● WHAT IS NEEDED: Reproduce, without any change, the span of lines from the opening of the records below to the line containing "#[derive(Clone)]", inclusive.

RECORD EXTRACTS below:

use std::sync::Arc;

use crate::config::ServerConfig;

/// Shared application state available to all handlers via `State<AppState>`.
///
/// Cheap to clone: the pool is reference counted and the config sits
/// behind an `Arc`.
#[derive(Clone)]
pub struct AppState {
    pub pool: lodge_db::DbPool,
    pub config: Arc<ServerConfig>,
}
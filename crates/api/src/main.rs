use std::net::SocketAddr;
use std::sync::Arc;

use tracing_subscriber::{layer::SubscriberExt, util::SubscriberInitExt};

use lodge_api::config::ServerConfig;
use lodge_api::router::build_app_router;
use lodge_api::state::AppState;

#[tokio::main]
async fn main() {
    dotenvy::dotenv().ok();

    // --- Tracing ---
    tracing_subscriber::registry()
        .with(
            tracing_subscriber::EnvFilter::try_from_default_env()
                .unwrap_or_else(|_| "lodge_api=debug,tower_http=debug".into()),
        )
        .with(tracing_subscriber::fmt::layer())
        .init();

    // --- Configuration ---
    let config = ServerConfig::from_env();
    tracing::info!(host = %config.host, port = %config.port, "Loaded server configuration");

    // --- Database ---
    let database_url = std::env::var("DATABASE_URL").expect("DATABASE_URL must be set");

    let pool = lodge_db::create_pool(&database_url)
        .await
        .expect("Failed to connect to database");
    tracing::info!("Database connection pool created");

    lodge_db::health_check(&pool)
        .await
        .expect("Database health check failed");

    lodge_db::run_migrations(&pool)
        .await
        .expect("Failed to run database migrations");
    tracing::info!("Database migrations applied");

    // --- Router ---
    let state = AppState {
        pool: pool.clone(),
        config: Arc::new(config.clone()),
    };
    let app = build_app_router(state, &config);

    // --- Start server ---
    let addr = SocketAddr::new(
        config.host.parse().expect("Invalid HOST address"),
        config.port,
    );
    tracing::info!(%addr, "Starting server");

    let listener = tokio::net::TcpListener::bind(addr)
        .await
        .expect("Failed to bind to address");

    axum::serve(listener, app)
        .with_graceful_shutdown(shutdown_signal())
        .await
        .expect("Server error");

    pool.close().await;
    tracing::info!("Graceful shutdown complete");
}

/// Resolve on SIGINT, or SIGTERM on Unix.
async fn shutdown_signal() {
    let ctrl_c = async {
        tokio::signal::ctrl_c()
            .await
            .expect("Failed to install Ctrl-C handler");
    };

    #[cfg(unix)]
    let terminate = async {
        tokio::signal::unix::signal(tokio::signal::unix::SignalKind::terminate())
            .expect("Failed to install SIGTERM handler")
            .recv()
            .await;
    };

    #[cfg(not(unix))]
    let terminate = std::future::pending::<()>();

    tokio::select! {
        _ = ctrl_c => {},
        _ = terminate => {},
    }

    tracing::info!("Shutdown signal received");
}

End of RECORD EXTRACTS.

● RESPONSE AREA:
use std::sync::Arc;

use crate::config::ServerConfig;

/// Shared application state available to all handlers via `State<AppState>`.
///
/// Cheap to clone: the pool is reference counted and the config sits
/// behind an `Arc`.
#[derive(Clone)]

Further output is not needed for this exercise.